The chip works through a rather complex apparatus made up of several components. First, the patient must wear a special pair of glasses that are fitted with a miniature camera. Through wireless technology, the camera sends light signals to a small receiver which has been positioned behind the patient's ear. The receiver passes the signal along to a tiny wire implanted under the skin of the scalp. From there, it is transmitted to the retinal chip implant, which then sends it along the optic nerve to the brain. Amazingly, this allows the blind patient to experiences a crude form of vision.

The makers of the chip technology admit that the system is physically cumbersome and has a long way to go before it can produce the kind of high-resolution vision blind patients hope for. It certainly doesn't allow for seeing fine details or the subtle beauties of a sunset. But these efforts provide proof of principle that providing the brain with visual signals from sources external to the body can actually produce sight.

Dr. Humayun says that, ultimately, the technology depends on the brain's ability to make sense of the chip's electronic signals. It will not work in patients who were born blind, because the brain has to have been trained to “see” through previous experience with sight. This makes it highly suitable, once the bugs are worked out, for victims of macular degeneration, who mostly begin to lose sight after the age of 50. The researchers hope that, eventually, these patients can have a tiny camera implanted in the eye itself, where it will transmit directly to a retinal chip that will pass messages on to the brain. They caution, however, that it will be several years before some form of this technology becomes widely available.

Considering the workings of the experimental retinal chip only highlights the efficient, and miraculous, phenomenon of human sight. What if we could get around nature's limits by simply supplying the living parts that are missing—in this case, light-sensing retinal cells—in eyes that have lost them because of disease? This is what Dr. Henry Klassen, now at the University of California-Irvine is trying to do. It turns out that the eye does generate some new retinal cells, just far fewer than are needed. What if we could learn how the eye gives birth to retinal cells by isolating and harnessing the stem cells, or parent cells, that give rise to them?

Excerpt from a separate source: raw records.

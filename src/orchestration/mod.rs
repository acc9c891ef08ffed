//! Orchestration layer.
//!
//! The dispatcher ties the compiler to the task store: it turns submitted
//! text into queued tasks and serves the pull / post-result protocol that
//! agents speak.

mod dispatcher;

pub use dispatcher::Dispatcher;
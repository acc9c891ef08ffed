//! Dispatcher: the submit / pull / post-result surface over the task store.
//!
//! Submission runs the whole compiler pipeline before returning, so by the
//! time a caller sees an id the expression is either already resolved,
//! rejected, or has its tasks queued.

use std::sync::Arc;
use std::time::Duration;

use tracing::{debug, info, warn};

use crate::compiler::compile_expression;
use crate::core::{Expression, ExpressionId, Task, TaskGraph, TaskResult};
use crate::error::{Error, Result};
use crate::store::{TaskStore, UpdateOutcome};

/// Cloneable handle shared by the HTTP layer, in-process agents and the
/// lease reaper.
#[derive(Debug, Clone)]
pub struct Dispatcher {
    store: Arc<TaskStore>,
}

impl Dispatcher {
    pub fn new(store: Arc<TaskStore>) -> Self {
        Self { store }
    }

    /// Create a dispatcher over a fresh store with the given queue bound.
    pub fn with_capacity(queue_capacity: usize) -> Self {
        Self::new(Arc::new(TaskStore::new(queue_capacity)))
    }

    pub fn store(&self) -> &Arc<TaskStore> {
        &self.store
    }

    /// Submit an expression.
    ///
    /// The expression is stored before anything else happens, so even a
    /// rejected submission stays queryable under its id with status Error.
    /// A single literal resolves immediately without producing tasks.
    ///
    /// # Errors
    /// - [`Error::Compile`] when the text fails to compile; carries the id
    /// - [`Error::QueueFull`] when the tasks do not fit in the pending queue
    /// - [`Error::Validation`] when the compiled task graph is inconsistent
    pub async fn submit(&self, source: &str) -> Result<ExpressionId> {
        let id = self.store.next_expression_id();
        let mut expression = Expression::new(id, source);

        let compiled = match compile_expression(id, source) {
            Ok(compiled) => compiled,
            Err(e) => {
                warn!(expression_id = %id, error = %e, "expression rejected");
                expression.fail(&e.to_string())?;
                self.store.add_expression(expression).await;
                return Err(Error::Compile { id, source: e });
            }
        };

        if let Err(e) = TaskGraph::build(&compiled.tasks) {
            expression.fail(&e.to_string())?;
            self.store.add_expression(expression).await;
            return Err(e);
        }

        if compiled.tasks.is_empty() {
            match compiled.tree.evaluate() {
                Ok(value) => expression.complete(value)?,
                Err(e) => expression.fail(&e.to_string())?,
            }
            expression.node = Some(compiled.tree);
            info!(expression_id = %id, "literal expression resolved on submit");
            self.store.add_expression(expression).await;
            return Ok(id);
        }

        let task_count = compiled.tasks.len();
        expression.start_computing(compiled.tree)?;
        self.store.add_expression(expression.clone()).await;

        if let Err(e) = self.store.add_tasks(compiled.tasks).await {
            warn!(expression_id = %id, error = %e, "could not queue tasks");
            expression.fail(&e.to_string())?;
            self.store.add_expression(expression).await;
            return Err(e);
        }

        info!(expression_id = %id, tasks = task_count, "expression queued");
        Ok(id)
    }

    /// Hand out one ready task, if any.
    pub async fn pull(&self) -> Option<Task> {
        let task = self.store.get_pending_task().await;
        if let Some(task) = &task {
            debug!(task_id = %task.id, "task dispatched");
        }
        task
    }

    /// Record an agent's report.
    pub async fn post_result(&self, report: &TaskResult) -> Result<UpdateOutcome> {
        let outcome = self.store.update_task(report).await?;
        debug!(task_id = %report.task_id, ?outcome, "result recorded");
        Ok(outcome)
    }

    /// # Errors
    /// Returns [`Error::ExpressionNotFound`] for an unknown id.
    pub async fn expression(&self, id: ExpressionId) -> Result<Expression> {
        self.store
            .get_expression(id)
            .await
            .ok_or(Error::ExpressionNotFound(id))
    }

    /// All expressions, sorted by id.
    pub async fn expressions(&self) -> Vec<Expression> {
        let mut all = self.store.list_expressions().await;
        all.sort_by_key(|e| e.id);
        all
    }

    /// Tasks not yet completed, sorted by id.
    pub async fn pending_tasks(&self) -> Vec<Task> {
        self.store.incomplete_tasks().await
    }

    pub async fn task_result(&self, raw_id: &str) -> Result<f64> {
        self.store.task_result(raw_id).await
    }

    /// Redeliver tasks whose lease ran out. See [`TaskStore::requeue_expired`].
    pub async fn requeue_expired(&self, lease: Duration) -> usize {
        self.store.requeue_expired(lease).await
    }
}
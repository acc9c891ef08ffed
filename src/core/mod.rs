//! Core domain models.
//!
//! Expression trees, the tasks compiled from them, the expressions that own
//! both, and the per-expression task graph.

pub mod dag;
pub mod expression;
pub mod node;
pub mod operation;
pub mod task;

pub use dag::TaskGraph;
pub use expression::{Expression, ExpressionId, ExpressionStatus};
pub use node::{format_literal, Node};
pub use operation::{ArithmeticError, Operation};
pub use task::{Operand, Task, TaskId, TaskResult};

Dr. Klassen has already crossed two important hurdles in his search for a way to replenish the eye's light-sensitive cells. First, he discovered through experimentation with mice that the eyes of adult mammals actually produce small numbers of stem cells that can be nurtured in lab dishes into becoming the all-important rods and cones of the retina. But retinal cells are nerve cells, and nerve cells are useless unless they can make connections and communicate with other nerve cells. No one knew whether transplanted nerve cells would integrate themselves into the network of connections in an adult retina, which is comparable to the brain's neural network. But Dr. Klassen's experiments in transplanting new retinal cells into mice showed that they could.

Now Dr. Klassen is working with the retinal tissue of donated human eyes to try to separate the stem cells that are the progenitors of retinal neurons. The next step will be to learn how to make these cells flourish in cell cultures so that sufficient numbers of them can be produced for transplantation. If this can be done in a reliable fashion, it could have a tremendous impact on treatments for macular degeneration and other blinding diseases like diabetic retinopathy. It means that stem cells could be taken from the patient's own eyes so that there is no chance of a genetic mismatch. Then new retinal cells grown from the patient's own genetic blueprint could replenish a depleted retina, in effect resetting the clock on a lifetime of sight.

Scientists are quick to caution that work like the above is still in its infancy, and the road to discovery is often littered with obstacles. But if the last few years of medical progress are any indication, there is reason to hope that the profound visual disability experienced by millions today could soon become a thing of the past.